A liquidação extrajudicial da Sefer Investimentos, distribuidora de títulos e valores mobiliários com sede em São Paulo, foi decretada pelo Banco Central (BC) nesta sexta-feira (26/06), adicionando um novo capítulo às investigações da Operação Compliance Zero. A decisão encerra as atividades da distribuidora por razões regulatórias, enquanto a apuração conduzida pela Polícia Federal (PF) continua em curso.
Os dois processos estão relacionados pelo contexto, mas possuem naturezas diferentes. A medida do Banco Central, portanto, não significa que a empresa ou seus administradores tenham sido condenados pelos fatos investigados pela Polícia Federal.
A diferença importa porque o Banco Central não precisa esperar o fim de uma investigação criminal para intervir em uma instituição financeira. A análise regulatória segue critérios próprios. Portanto, significa que a atuação do Banco Central e da Polícia Federal segue caminhos distintos, embora tenha origem no mesmo conjunto de fatos.
Por que o Banco Central decretou a liquidação extrajudicial Sefer Investimentos
Segundo o Banco Central, a decisão decorreu do comprometimento da situação econômico-financeira da instituição e de graves violações às normas que regulam o funcionamento de distribuidoras de títulos e valores mobiliários. Além do encerramento das atividades, o BC tornou indisponíveis os bens dos controladores e ex-administradores e informou que continuará apurando eventuais responsabilidades administrativas.
Apesar da medida, o próprio Banco Central ressaltou que a Sefer possui participação reduzida no Sistema Financeiro Nacional, representando menos de 0,0004% dos ativos do sistema e cerca de 0,17% dos recursos administrados de terceiros. Esse ponto reduz o risco de efeitos relevantes sobre a estabilidade do mercado financeiro.
Como a Operação Compliance Zero se conecta ao caso
As da medida de liquidação extrajudicial, a Sefer Investimentos já havia entrado no radar das autoridades ao ser alvo da segunda fase da Operação Compliance Zero, deflagrada pela Polícia Federal em janeiro. O inquérito investiga a suposta utilização de fundos e corretoras em um esquema de fraude financeira ligado ao Banco Master e tramita no Supremo Tribunal Federal (STF).

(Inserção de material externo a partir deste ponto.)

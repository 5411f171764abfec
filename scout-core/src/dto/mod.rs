//! Data Transfer Objects for the pattern store API
//!
//! Request and response bodies exchanged with the backend. Field names follow
//! the wire format exactly; optional fields are omitted when unset.

pub mod natural;
pub mod pattern;
pub mod user;
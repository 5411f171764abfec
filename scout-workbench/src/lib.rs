//! Scout Workbench
//!
//! Session logic for exploring, running and authoring query patterns.
//!
//! Architecture:
//! - Execution session: browse the catalog, bind parameters, run a pattern
//! - Natural-query session: translate free text, refine, save or delete
//! - Manual session: hand-edit a pipeline, test it, save it
//! - User session: login/logout and the user's pattern collection
//! - Projector: turn result records into table columns and cells
//!
//! Sessions own their state and talk to the backend through the
//! [`PatternStore`](scout_client::PatternStore) trait. Each remote call is
//! split into a `begin_*` step that records a [`Ticket`] and a `finish_*` step
//! that applies the response only if the ticket is still current, so a late
//! response can never overwrite newer state.

pub mod execution;
pub mod manual;
pub mod natural;
pub mod notice;
pub mod projector;
pub mod session;
pub mod ticket;

#[cfg(test)]
mod fake;

pub use execution::{ExecutionPhase, ExecutionSession};
pub use manual::{ManualDraft, ManualPipelineSession, PipelineSource};
pub use natural::{NaturalPhase, NaturalQuerySession, SaveDialog};
pub use notice::{Notice, NoticeLevel, Notices};
pub use session::Session;
pub use ticket::{Ticket, TicketIssuer};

Na época da operação, a Sefer negou qualquer irregularidade. Em nota, afirmou atuar exclusivamente na administração e gestão de recursos de terceiros e declarou não conceder crédito com recursos próprios.
Além da investigação, a empresa voltou a aparecer recentemente no pedido de recuperação judicial do Grupo Fictor, que listou cerca de R$ 430 milhões supostamente devidos à corretora. A Sefer, porém, contestou a informação e afirmou que não era credora do conglomerado.
Liquidação não substitui investigação criminal
Embora a liquidação extrajudicial tenha ocorrido após a Sefer Investimentos se tornar alvo da Compliance Zero, os dois procedimentos produzem consequências jurídicas diferentes.
Enquanto o Banco Central atua na esfera regulatória, avaliando a capacidade da instituição de continuar operando no sistema financeiro, a Polícia Federal busca apurar a existência de crimes e a eventual responsabilidade dos investigados, processo que depende da produção de provas e de decisões da Justiça.
Isso significa que a liquidação não encerra as investigações nem representa confirmação das suspeitas. Da mesma forma, uma eventual responsabilização criminal depende da conclusão do inquérito e do devido processo judicial.
A decisão do BC, portanto, amplia os desdobramentos da Compliance Zero ao retirar mais uma instituição do mercado financeiro. Ao mesmo tempo, preserva a distinção entre uma medida administrativa voltada à proteção do sistema financeiro e a investigação criminal que continua em andamento.